KRA First Half of FY2017/18 Revenue Target Up by 6.63pc

By Soko Directory Team / Published January 30, 2018 | 9:52 am



KRA First Half of FY2017/18 Revenue Target Up by 6.63pc

Kenya Revenue Authority (KRA) collected 630.37 billion shillings in July-December, a 6.63 percent increase from a similar period last year.

According to Treasury Cabinet Secretary Henry Rotich, KRA collected 591.17 billion shillings in a similar period in 2016 citing an increase on the latest data.

Last week, the National Treasury reviewed its budget for the fiscal year 2017/18 taking into account faltering revenue performance and ballooning expenditure needs.

“That said, public debt concerns dominated the budget story with emphasis shifting to external borrowing as a key source of government financing,” says Stephani Kimani a Research Economist from Commercial Bank of Africa in her Weekly Fixed Income Report.

The budget deficit (as a % of GDP) is projected to widen to 7.20 per cent compared to an earlier budget estimate of 6.80 per cent. The deficit will be financed via domestic borrowing amounting to 293.80 billion shillings (Up 6.57%) and external borrowing to the tune of 323.20 billion shillings (Up 26.27%).

Consequently, to be able to hit their full year target for tax income of 1,44 trillion shillings, KRA will be forced to collect almost 134.94 billion shillings every month between January and June.

“The implications of domestic borrowing are largely focused around its crowding out effects. However, low debt absorption in recent months proves that this may be unlikely as the government seeks to facilitate the flow of credit to the private sector,” says Stephanie.

Cytonn Investments also notes the government is still behind its domestic borrowing target for the current fiscal year, having borrowed Kshs 135.1 bn, against a target of Kshs 236.7 bn (assuming a pro-rated borrowing target throughout the financial year of Kshs 410.2 bn).

Cytonn Analysts state that “If the domestic borrowing target is revised downwards to 293.8 Billion Shillings as per the 2018 Budget Policy Statement (BPS), the pro-rated target comes in at 169.5Billion Shillings, meaning the government will still be behind on its borrowing target but marginally.”

“The move to cut domestic borrowing could be aimed at reducing pressure on interest rates from investors in the domestic market who are bidding for higher yields, and instead increase borrowing from the foreign market,” they add.

Non-tax income dropped by 4.76 billion shillings in the July-December period to 26.53 billion shillings compared to the year before, the exchequer data shows.
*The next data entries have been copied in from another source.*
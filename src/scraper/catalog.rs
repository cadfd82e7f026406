use super::{
    fetcher::Fetcher,
    parser::{ListingCard, ListingParser},
    types::CatalogEntry,
};
use futures::{stream, StreamExt};
use std::collections::HashSet;
use std::sync::Arc;
use tracing::{info, warn};

/// Crawls one listing section across its pages and normalizes the result
/// into a numbered, url-deduplicated snapshot.
pub struct CatalogScraper {
    fetcher: Arc<Fetcher>,
    base_url: String,
    page_concurrency: usize,
}

impl CatalogScraper {
    pub fn new(fetcher: Arc<Fetcher>, base_url: impl Into<String>, page_concurrency: usize) -> Self {
        Self {
            fetcher,
            base_url: base_url.into(),
            page_concurrency: page_concurrency.max(1),
        }
    }

    /// Scrape pages 1..=page_count of a section. A failed page contributes
    /// zero entries; the crawl itself never fails.
    pub async fn scrape_section(&self, section: &str, page_count: u32) -> Vec<CatalogEntry> {
        let pages: Vec<Vec<ListingCard>> = stream::iter(1..=page_count)
            .map(|page| {
                let url = format!("{}/{}/{}", self.base_url, section, page);
                async move {
                    match self.fetcher.fetch(&url).await {
                        Ok(body) => {
                            let cards = ListingParser::cards(&body);
                            info!("Section {section} page {page}: {} cards", cards.len());
                            cards
                        }
                        Err(e) => {
                            warn!("Section {section} page {page} failed: {e}");
                            Vec::new()
                        }
                    }
                }
            })
            .buffer_unordered(self.page_concurrency)
            .collect()
            .await;

        dedupe_and_number(pages.into_iter().flatten())
    }
}

/// Collapse duplicate urls (first occurrence wins) and assign display ids
/// 1..=N over the surviving order. Completion order of concurrent page
/// fetches feeds this, so ids are not stable across refreshes.
pub(super) fn dedupe_and_number(cards: impl IntoIterator<Item = ListingCard>) -> Vec<CatalogEntry> {
    let mut seen = HashSet::new();
    let mut entries = Vec::new();

    for card in cards {
        if seen.insert(card.url.clone()) {
            entries.push(CatalogEntry {
                id: entries.len() as u32 + 1,
                title: card.title,
                url: card.url,
                image: card.image,
            });
        }
    }

    entries
}
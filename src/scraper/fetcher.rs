use super::{Result, ScrapeError};
use reqwest::Client;
use std::time::Duration;
use tracing::warn;

/// Fetch behavior knobs. The delays are fixed rather than exponential: the
/// source site tolerates a slow, steady crawl better than bursts.
#[derive(Debug, Clone)]
pub struct FetchConfig {
    /// Total attempt budget per URL.
    pub attempts: u32,
    /// Per-request timeout; a timeout counts as a failed attempt.
    pub timeout: Duration,
    /// Pause before every attempt.
    pub courtesy_delay: Duration,
    /// Extra pause after a failed attempt.
    pub retry_delay: Duration,
    pub user_agent: String,
}

impl Default for FetchConfig {
    fn default() -> Self {
        Self {
            attempts: 3,
            timeout: Duration::from_secs(15),
            courtesy_delay: Duration::from_millis(1500),
            retry_delay: Duration::from_secs(2),
            user_agent: concat!("ghostvault/", env!("CARGO_PKG_VERSION")).to_string(),
        }
    }
}

/// Resilient HTTP GET. Every network access in the crawler funnels through
/// here so the retry budget and pacing apply uniformly.
pub struct Fetcher {
    client: Client,
    config: FetchConfig,
}

impl Fetcher {
    pub fn new(config: FetchConfig) -> Self {
        let client = Client::builder()
            .user_agent(config.user_agent.clone())
            .timeout(config.timeout)
            .build()
            .expect("Failed to build HTTP client");

        Self { client, config }
    }

    /// Fetch a page body, retrying on any failure. Exhaustion is an error
    /// value; callers decide how far the failure spreads.
    pub async fn fetch(&self, url: &str) -> Result<String> {
        for attempt in 1..=self.config.attempts {
            tokio::time::sleep(self.config.courtesy_delay).await;

            match self.try_fetch(url).await {
                Ok(body) => return Ok(body),
                Err(e) => {
                    warn!("Attempt {attempt} failed for {url}: {e}");
                    if attempt < self.config.attempts {
                        tokio::time::sleep(self.config.retry_delay).await;
                    }
                }
            }
        }

        Err(ScrapeError::Exhausted {
            url: url.to_string(),
            attempts: self.config.attempts,
        })
    }

    async fn try_fetch(&self, url: &str) -> Result<String> {
        let response = self
            .client
            .get(url)
            .send()
            .await
            .map_err(ScrapeError::Network)?;

        let status = response.status();
        if !status.is_success() {
            return Err(ScrapeError::Http {
                status: status.as_u16(),
                url: url.to_string(),
            });
        }

        response.text().await.map_err(ScrapeError::Network)
    }
}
Revenue in the first half of the current year was constrained by reduced economic activity, largely due to a bruising presidential contest which delayed investment decisions, and credit crunch in the private sector.

In the first five months of the year, revenues collection consistently lagged behind targets due to the underperformance of the main revenue tax heads.

On the other hand, there have been elevated expenditures pressures as a result of the adverse spillover effects of the prolonged drought, the repeat of the Presidential Election and salary awards for Universities Staff and Nurses.

By end, November 2017, the total cumulative revenues including Appropriation in Aid (A-I-A) collected amounted to 558.4 billion shillings against a target of 611.0 billion shillings. The recorded shortfall of 52.6 billion shillings was as a result of an underperformance of the ordinary revenues by 29.7 billion shillings and the ministerial A-I-A by 22.9 billion shillings.

The shortfall in ordinary revenue was on account of underperformance in all the broad categories of ordinary revenues except import duty.

Total expenditures and net lending amounted to 720.2 billion shillings against a target of 824.2 billion shillings falling below target by 104.0 billion shillings at the end of November 2017.

The shortfall was as a result of lower than projected disbursements to County Governments due to the delayed enactment of the County Revenue Allocation Act as well as below target absorption of development expenditures despite the faster spending in the recurrent expenditures by the National Government.

Recurrent expenditure amounted to 510.2 billion shillings against a target of 494.8 billion shillings, representing above target spending of 15.4 billion shillings. The faster-spending was mainly recorded in operations and maintenance which accounted for 35.6 billion shillings and higher than programmed domestic interest payments of 12.0 billion shillings.